Yamaha’s midrange MT family, comprising the MT-07 twin and MT-09 triple, restyled semi-retro XSR versions of each and both Tracers, were always conceived to be affordable and relatively cheap to run and although the Tracer 9, and particularly this GT version, have repeatedly had their spec – and prices – raised, that’s still the case, certainly compared to more lavish, larger capacity machines. So, although the GT’s price is now over £12K (and now more than £2K more than the base Tracer) that still compares well to most rivals. By being a 117bhp 900 it’s also more affordable to insure and, although a genuine performance machine, that power output is kinder on consumables such as tyres, brakes pads, chain and so on that, say, 150bhp rivals. No, the latest Tracer 9 is not as cheap to run as it once was but considering its spec and abilities, it’s better than most.
Expert rating: 4/5


The latest Tracer 9, and GT version, are virtually all-new bikes, so it’s difficult to be certain about likely reliability, but it’s also the latest derivative of a hugely popular and massive-selling machine and is a development and refinement of that bike rather than a ‘clean sheet’ design, so we have few concerns.

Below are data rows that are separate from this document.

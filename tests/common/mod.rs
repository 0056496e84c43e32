// Scripted engine that records every call made across the engine boundary.
#![allow(dead_code)]

use hand_pipeline::engine::{EngineSettings, PerformanceInfo, RenderEvent, TrackingEngine};
use hand_pipeline::hand::{HandInfo, Vec3, HAND_COUNT, JOINT_COUNT};
use hand_pipeline::normalizer::{MaskBuffers, SharedTexture};
use hand_pipeline::session::{AssetStatus, LicenseAnswer, Session};
use std::sync::{Arc, Mutex};
use std::thread;
use std::time::Duration;

#[derive(Debug, Clone, PartialEq, Eq)]
pub enum Call {
    Init,
    Stop,
    SetResolution(u32, u32),
    SetTexture(u32, u32),
    SetFrameArray(usize),
    SetStereoFrameArrays(usize, usize),
    SetMaskBuffers(u32, u32),
    Process,
    CopyLatest,
    Trigger(i32),
}

#[derive(Clone, Default)]
pub struct Script {
    pub calls: Arc<Mutex<Vec<Call>>>,
    /// Result the async poll returns: frame number and both hands.
    pub latest: Arc<Mutex<(i64, [HandInfo; HAND_COUNT])>>,
    pub textures: Arc<Mutex<Vec<SharedTexture>>>,
}

impl Script {
    pub fn calls(&self) -> Vec<Call> {
        self.calls.lock().unwrap().clone()
    }

    pub fn call_count(&self) -> usize {
        self.calls.lock().unwrap().len()
    }

    pub fn calls_since(&self, mark: usize) -> Vec<Call> {
        self.calls.lock().unwrap()[mark..].to_vec()
    }

    pub fn publish(&self, frame_number: i64, hands: [HandInfo; HAND_COUNT]) {
        *self.latest.lock().unwrap() = (frame_number, hands);
    }

    fn record(&self, call: Call) {
        self.calls.lock().unwrap().push(call);
    }
}

pub struct ScriptedEngine {
    pub script: Script,
    pub process_delay: Duration,
    pub processing_ms: i32,
}

impl ScriptedEngine {
    pub fn new() -> (Self, Script) {
        let script = Script::default();
        let engine = Self {
            script: script.clone(),
            process_delay: Duration::ZERO,
            processing_ms: 17,
        };
        (engine, script)
    }
}

impl TrackingEngine for ScriptedEngine {
    fn init(&mut self, _settings: &EngineSettings) -> AssetStatus {
        self.script.record(Call::Init);
        AssetStatus::new(LicenseAnswer::Ok, 1.0)
    }

    fn stop(&mut self) {
        self.script.record(Call::Stop);
    }

    fn set_resolution(&mut self, width: u32, height: u32) {
        self.script.record(Call::SetResolution(width, height));
    }

    fn set_texture(&mut self, texture: &SharedTexture, _downscale: u32) {
        self.script.record(Call::SetTexture(texture.width(), texture.height()));
        self.script.textures.lock().unwrap().push(texture.clone());
    }

    fn set_frame_array(&mut self, pixels: &[u8]) {
        self.script.record(Call::SetFrameArray(pixels.len()));
    }

    fn set_stereo_frame_arrays(&mut self, pixels: &[u8], second: &[u8]) {
        self.script.record(Call::SetStereoFrameArrays(pixels.len(), second.len()));
    }

    fn set_mask_buffers(&mut self, masks: &MaskBuffers) {
        let (w, h) = masks.dimensions();
        self.script.record(Call::SetMaskBuffers(w, h));
    }

    fn process_two_hands(&mut self, hands: &mut [HandInfo; HAND_COUNT], _session: &mut Session) {
        self.script.record(Call::Process);
        if !self.process_delay.is_zero() {
            thread::sleep(self.process_delay);
        }
        *hands = [visible_hand(0), visible_hand(1)];
    }

    fn copy_latest_result(&mut self, hands: &mut [HandInfo; HAND_COUNT], _session: &mut Session) -> i64 {
        self.script.record(Call::CopyLatest);
        let (frame_number, latest) = *self.script.latest.lock().unwrap();
        *hands = latest;
        frame_number
    }

    fn render_event(&mut self) -> Option<RenderEvent> {
        let calls = Arc::clone(&self.script.calls);
        Some(RenderEvent::new(move |id| calls.lock().unwrap().push(Call::Trigger(id))))
    }

    fn performance_info(&mut self) -> PerformanceInfo {
        PerformanceInfo {
            processing_ms: self.processing_ms,
            capture_ms: 0,
        }
    }
}

/// A confident hand in `slot` with every joint at `x`.
pub fn hand_at(slot: i32, x: f32) -> HandInfo {
    let mut hand = HandInfo::default();
    hand.gesture_info.left_right_hand = slot;
    hand.tracking_info.skeleton.confidence = 1.0;
    hand.tracking_info.depth_estimation = 0.5;
    for joint in 0..JOINT_COUNT {
        hand.tracking_info.skeleton.joint_positions[joint] = Vec3::new(x, 0.5, 0.0);
    }
    hand
}

pub fn visible_hand(slot: i32) -> HandInfo {
    hand_at(slot, 0.5)
}

pub fn no_hands() -> [HandInfo; HAND_COUNT] {
    [HandInfo::default(); HAND_COUNT]
}
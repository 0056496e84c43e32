// src/bridge.rs - Hands frames to the tracking engine in sync or async mode
use crate::engine::{EngineSettings, RenderEvent, TrackingEngine};
use crate::error::EngineError;
use crate::hand::{HandInfo, HAND_COUNT};
use crate::normalizer::{NormalizedFrame, SharedTexture};
use crate::session::{AssetStatus, Session};
use serde::{Deserialize, Serialize};
use std::collections::VecDeque;
use std::time::{Duration, Instant, SystemTime};
use tracing::{debug, info, trace, warn};

const LATENCY_WINDOW: usize = 30;
const REPORT_INTERVAL: Duration = Duration::from_secs(1);

#[derive(Debug, Clone, Copy, PartialEq, Eq, Default, Serialize, Deserialize)]
#[serde(rename_all = "snake_case")]
pub enum ProcessingMode {
    /// Blocking engine call on the caller's tick.
    Sync,
    /// Engine processes on its own thread; results are polled.
    #[default]
    Async,
}

impl ProcessingMode {
    pub fn toggled(self) -> Self {
        match self {
            ProcessingMode::Sync => ProcessingMode::Async,
            ProcessingMode::Async => ProcessingMode::Sync,
        }
    }
}

#[derive(Debug, Clone, Copy, PartialEq, Eq)]
pub struct PerformanceReport {
    pub fps: u32,
    pub processing_ms: u32,
    pub mode: ProcessingMode,
}

/// Frame rate and processing latency over a rolling window.
#[derive(Debug, Clone)]
pub struct PerformanceMetrics {
    pub avg_fps: u32,
    pub avg_processing_ms: u32,
    frame_times: VecDeque<u32>,
    frames_in_window: u32,
    window_start: Option<Instant>,
}

impl Default for PerformanceMetrics {
    fn default() -> Self {
        Self::new()
    }
}

impl PerformanceMetrics {
    pub fn new() -> Self {
        Self {
            avg_fps: 0,
            avg_processing_ms: 0,
            frame_times: VecDeque::with_capacity(LATENCY_WINDOW),
            frames_in_window: 0,
            window_start: None,
        }
    }

    /// Records a wall-clock processing sample. A negative duration (the
    /// clock stepped backwards) is dropped.
    pub fn record_processing(&mut self, start: SystemTime, end: SystemTime) -> Option<u32> {
        match end.duration_since(start) {
            Ok(elapsed) => {
                let ms = elapsed.as_millis().min(u128::from(u32::MAX)) as u32;
                if self.frame_times.len() == LATENCY_WINDOW {
                    self.frame_times.pop_front();
                }
                self.frame_times.push_back(ms);
                Some(ms)
            }
            Err(e) => {
                trace!(behind_ms = e.duration().as_millis() as u64, "Discarding negative processing time");
                None
            }
        }
    }

    pub fn sample_count(&self) -> usize {
        self.frame_times.len()
    }

    pub fn average_processing_ms(&self) -> Option<u32> {
        if self.frame_times.is_empty() {
            return None;
        }
        let sum: u64 = self.frame_times.iter().map(|&ms| u64::from(ms)).sum();
        Some((sum / self.frame_times.len() as u64) as u32)
    }

    pub fn clear_samples(&mut self) {
        self.frame_times.clear();
    }

    /// Counts one tick. Returns the frame count once per interval.
    pub fn count_frame(&mut self, now: Instant) -> Option<u32> {
        let start = *self.window_start.get_or_insert(now);
        self.frames_in_window += 1;
        if now.duration_since(start) < REPORT_INTERVAL {
            return None;
        }
        let fps = self.frames_in_window;
        self.frames_in_window = 0;
        self.window_start = Some(now);
        self.avg_fps = fps;
        Some(fps)
    }
}

#[derive(Debug, Clone, Copy, PartialEq, Eq)]
pub enum SkipReason {
    /// Frame pixels do not match the session orientation.
    OrientationMismatch,
    /// A new registration waits for the next tick.
    RegistrationPending,
    /// No render event available to trigger the engine.
    NoRenderEvent,
}

#[derive(Debug, Clone, Copy, PartialEq, Eq)]
pub enum TickOutcome {
    /// New result accepted into the hand slots.
    Processed { frame_number: i64 },
    /// The engine returned the same result as last time.
    Repeated { frame_number: i64 },
    /// Result computed against a previous registration; ignored.
    Stale { frame_number: i64 },
    Skipped(SkipReason),
}

#[derive(Debug, Clone, Copy)]
struct PendingRegistration {
    /// Ticks to let pass before registering.
    deferred_ticks: u32,
}

pub struct TrackingBridge<E: TrackingEngine> {
    engine: E,
    mode: ProcessingMode,
    downscale: u32,
    session: Session,
    hands: [HandInfo; HAND_COUNT],
    status: Option<AssetStatus>,
    registered: Option<SharedTexture>,
    render_event: Option<RenderEvent>,
    pending: Option<PendingRegistration>,
    last_frame_number: i64,
    accepted_frame_number: i64,
    stale_through: i64,
    sync_frames: i64,
    metrics: PerformanceMetrics,
    report: Option<PerformanceReport>,
}

impl<E: TrackingEngine> TrackingBridge<E> {
    pub fn new(engine: E, mode: ProcessingMode, downscale: u32) -> Self {
        Self {
            engine,
            mode,
            downscale: downscale.clamp(1, 10),
            session: Session::default(),
            hands: [HandInfo::default(); HAND_COUNT],
            status: None,
            registered: None,
            render_event: None,
            pending: None,
            last_frame_number: 0,
            accepted_frame_number: 0,
            stale_through: 0,
            sync_frames: 0,
            metrics: PerformanceMetrics::new(),
            report: None,
        }
    }

    /// One-time engine setup. A rejected license is returned as an error but
    /// the bridge stays usable; the engine decides what it still produces.
    pub fn init(&mut self, settings: &EngineSettings) -> Result<AssetStatus, EngineError> {
        let status = self.engine.init(settings);
        self.status = Some(status);
        self.render_event = self.engine.render_event();
        let answer = status.license_answer();
        if status.is_licensed() {
            info!(version = status.version, "Tracking engine initialized");
            Ok(status)
        } else {
            warn!(?answer, message = ?answer.user_message(), "Tracking engine license rejected");
            Err(EngineError::License(answer))
        }
    }

    pub fn engine(&self) -> &E {
        &self.engine
    }

    pub fn engine_mut(&mut self) -> &mut E {
        &mut self.engine
    }

    pub fn status(&self) -> Option<AssetStatus> {
        self.status
    }

    pub fn mode(&self) -> ProcessingMode {
        self.mode
    }

    pub fn session(&self) -> &Session {
        &self.session
    }

    pub fn session_mut(&mut self) -> &mut Session {
        &mut self.session
    }

    pub fn hands(&self) -> &[HandInfo; HAND_COUNT] {
        &self.hands
    }

    pub fn registered(&self) -> Option<&SharedTexture> {
        self.registered.as_ref()
    }

    pub fn is_pending(&self) -> bool {
        self.pending.is_some()
    }

    pub fn metrics(&self) -> &PerformanceMetrics {
        &self.metrics
    }

    pub fn take_report(&mut self) -> Option<PerformanceReport> {
        self.report.take()
    }

    /// Marks the current registration obsolete. Any result the engine is
    /// still computing belongs to it and is dropped. Async mode lets one
    /// tick pass before re-registering; sync mode re-registers on the next.
    pub fn invalidate_registration(&mut self) {
        let deferred_ticks = match self.mode {
            ProcessingMode::Sync => 0,
            ProcessingMode::Async => 1,
        };
        self.stale_through = self.last_frame_number + 1;
        debug!(
            stale_through = self.stale_through,
            deferred_ticks,
            "Registration invalidated"
        );
        self.pending = Some(PendingRegistration { deferred_ticks });
    }

    pub fn set_mode(&mut self, mode: ProcessingMode) {
        if mode == self.mode {
            return;
        }
        info!(?mode, "Switching processing mode");
        self.mode = mode;
        self.metrics.clear_samples();
        if self.registered.is_none() {
            return;
        }
        self.invalidate_registration();
        if let Some(pending) = self.pending.as_mut() {
            pending.deferred_ticks = 0;
        }
    }

    /// Registers `frame` with the engine right away, bypassing the
    /// one-tick delay. Used when resuming.
    pub fn register_now(&mut self, frame: &NormalizedFrame) {
        self.apply_registration(frame);
    }

    fn apply_registration(&mut self, frame: &NormalizedFrame) {
        if self.registered.is_some() {
            // The engine may have started another pass on the old buffer
            // while registration was deferred.
            self.stale_through = self.stale_through.max(self.last_frame_number + 1);
        }
        let (width, height) = frame.dimensions();
        self.engine.set_resolution(width, height);
        self.engine.set_mask_buffers(&frame.masks);
        if self.mode == ProcessingMode::Async {
            self.engine.set_texture(&frame.texture, self.downscale);
            if self.render_event.is_none() {
                self.render_event = self.engine.render_event();
            }
        }
        debug!(
            width,
            height,
            generation = frame.texture.generation(),
            mode = ?self.mode,
            "Registered frame with engine"
        );
        // Replacing the handle releases the previous buffer only now.
        self.registered = Some(frame.texture.clone());
        self.pending = None;
    }

    fn needs_registration(&self, frame: &NormalizedFrame) -> bool {
        match &self.registered {
            Some(current) => !current.same_buffer(&frame.texture),
            None => true,
        }
    }

    pub fn tick(&mut self, frame: &NormalizedFrame, frame_updated: bool) -> TickOutcome {
        self.tick_at(frame, frame_updated, Instant::now())
    }

    pub fn tick_at(&mut self, frame: &NormalizedFrame, frame_updated: bool, now: Instant) -> TickOutcome {
        let outcome = self.run_tick(frame, frame_updated);
        if let Some(fps) = self.metrics.count_frame(now) {
            self.publish_report(fps);
        }
        outcome
    }

    fn run_tick(&mut self, frame: &NormalizedFrame, frame_updated: bool) -> TickOutcome {
        let expected = frame.orientation.for_facing(frame.front_facing);
        if expected != self.session.orientation() {
            debug!(
                frame = ?expected,
                session = ?self.session.orientation(),
                "Skipping tick: frame orientation does not match session"
            );
            return TickOutcome::Skipped(SkipReason::OrientationMismatch);
        }

        if self.pending.is_none() && self.needs_registration(frame) {
            if self.registered.is_none() {
                // First registration has nothing in flight to go stale.
                self.pending = Some(PendingRegistration { deferred_ticks: 0 });
            } else {
                self.invalidate_registration();
            }
        }

        if let Some(pending) = self.pending.as_mut() {
            if pending.deferred_ticks > 0 {
                pending.deferred_ticks -= 1;
                if self.mode == ProcessingMode::Async {
                    self.drain_old_results();
                }
                return TickOutcome::Skipped(SkipReason::RegistrationPending);
            }
            self.apply_registration(frame);
        }

        match self.mode {
            ProcessingMode::Sync => self.process_sync(frame),
            ProcessingMode::Async => {
                if frame_updated {
                    match &self.render_event {
                        Some(event) => event.issue(RenderEvent::PROCESS),
                        None => return TickOutcome::Skipped(SkipReason::NoRenderEvent),
                    }
                }
                self.poll()
            }
        }
    }

    fn process_sync(&mut self, frame: &NormalizedFrame) -> TickOutcome {
        {
            let pixels = frame.texture.read();
            match &frame.second {
                Some(second) => {
                    let second = second.read();
                    self.engine.set_stereo_frame_arrays(pixels.as_raw(), second.as_raw());
                }
                None => self.engine.set_frame_array(pixels.as_raw()),
            }
        }
        let start = SystemTime::now();
        self.engine.process_two_hands(&mut self.hands, &mut self.session);
        let end = SystemTime::now();
        self.metrics.record_processing(start, end);

        self.sync_frames += 1;
        TickOutcome::Processed {
            frame_number: self.sync_frames,
        }
    }

    fn poll(&mut self) -> TickOutcome {
        let mut hands = self.hands;
        let frame_number = self.engine.copy_latest_result(&mut hands, &mut self.session);
        self.last_frame_number = self.last_frame_number.max(frame_number);

        if frame_number <= self.stale_through && self.stale_through > 0 {
            if frame_number > self.accepted_frame_number {
                debug!(frame_number, stale_through = self.stale_through, "Discarding stale result");
            }
            return TickOutcome::Stale { frame_number };
        }
        if frame_number == self.accepted_frame_number {
            return TickOutcome::Repeated { frame_number };
        }
        self.hands = hands;
        self.accepted_frame_number = frame_number;
        TickOutcome::Processed { frame_number }
    }

    /// Everything the engine finishes before re-registration was computed
    /// on the old buffer. Only the frame number is kept.
    fn drain_old_results(&mut self) {
        let mut hands = self.hands;
        let frame_number = self.engine.copy_latest_result(&mut hands, &mut self.session);
        if frame_number > self.last_frame_number {
            debug!(frame_number, "Dropping result computed on the replaced buffer");
            self.last_frame_number = frame_number;
        }
    }

    fn publish_report(&mut self, fps: u32) {
        let processing_ms = match self.mode {
            ProcessingMode::Async => {
                let info = self.engine.performance_info();
                u32::try_from(info.processing_ms).unwrap_or(0)
            }
            ProcessingMode::Sync => {
                let avg = self.metrics.average_processing_ms().unwrap_or(0);
                self.metrics.clear_samples();
                avg
            }
        };
        self.metrics.avg_processing_ms = processing_ms;
        let report = PerformanceReport {
            fps,
            processing_ms,
            mode: self.mode,
        };
        info!(fps, processing_ms, mode = ?self.mode, "Tracking performance");
        self.report = Some(report);
    }

    /// Clears both hand slots, e.g. while paused.
    pub fn clear_hands(&mut self) {
        self.hands = [HandInfo::default(); HAND_COUNT];
    }

    /// Stops the engine and drops every buffer handle.
    pub fn shutdown(&mut self) {
        self.engine.stop();
        self.registered = None;
        self.render_event = None;
        self.pending = None;
        self.clear_hands();
        info!("Tracking engine stopped");
    }
}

Some owners have reported concerns over flaking metal finishes and corrosion if earlier versions were used over winter and neglected but it’s too early to say about this new variant.
Expert rating: 4/5

Warranty & servicing

As with all new bigger Yamahas, the Tracer 9 GT comes as standard with a manufacturer-backed two year/unlimited mileage warranty covering all parts and labour. Despite the changes to the engine, including new Euro5 compliance, service intervals are unchanged are fairly typical for a bike such as this. Minor service intervals are not exceptional at every 6,000 miles with major ones due at 12,000 miles but the valves need checking only every 24,000 miles, so few owners will need to worry about it.
Expert rating: 4/5


Another area where Yamaha has again raised the standard on its new Tracer 9 GT. The original 2018 Tracer 900 GT came with panniers, touring screen, TFT dash, cruise control, quickshifter and heated grips. This new version gets all the above plus new semi-active suspension, hence the slight price hike. In truth it wants for nothing, there’s plenty of nice touches, the electronics are good and the screen is adjustable on the fly with one hand. But we’re docking it one mark here as the new, twin screens are, in our view, a retrograde step over the old TFT, being gimmicky and difficult to read and the latest screen is a little noisy and can cause buffeting. On the whole though those are minor quibbles. The Tracer 9 GT is an impressively specced bike – especially for the money.
Expert rating: 4/5

Why buy?

If you want to buy a genuinely do it all bike and you’re operating on a slight budget without the means to afford, say, the latest £18K Ducati Multistrada V4 S, the new Tracer 9 GT, although not perfect, is almost certainly the best bike currently available. It’s easy and versatile; it’s a thrillingly engaging and entertaining sports bike when you want it to be and, with standard panniers, cruise control, heated grips and classy suspension it’s also a genuine two-up tourer requiring no further outlay. Both previous generation Tracers have proved Europe-wide best sellers. This latest version is the best – and most entertaining – of the bunch and deserves to be just as popular.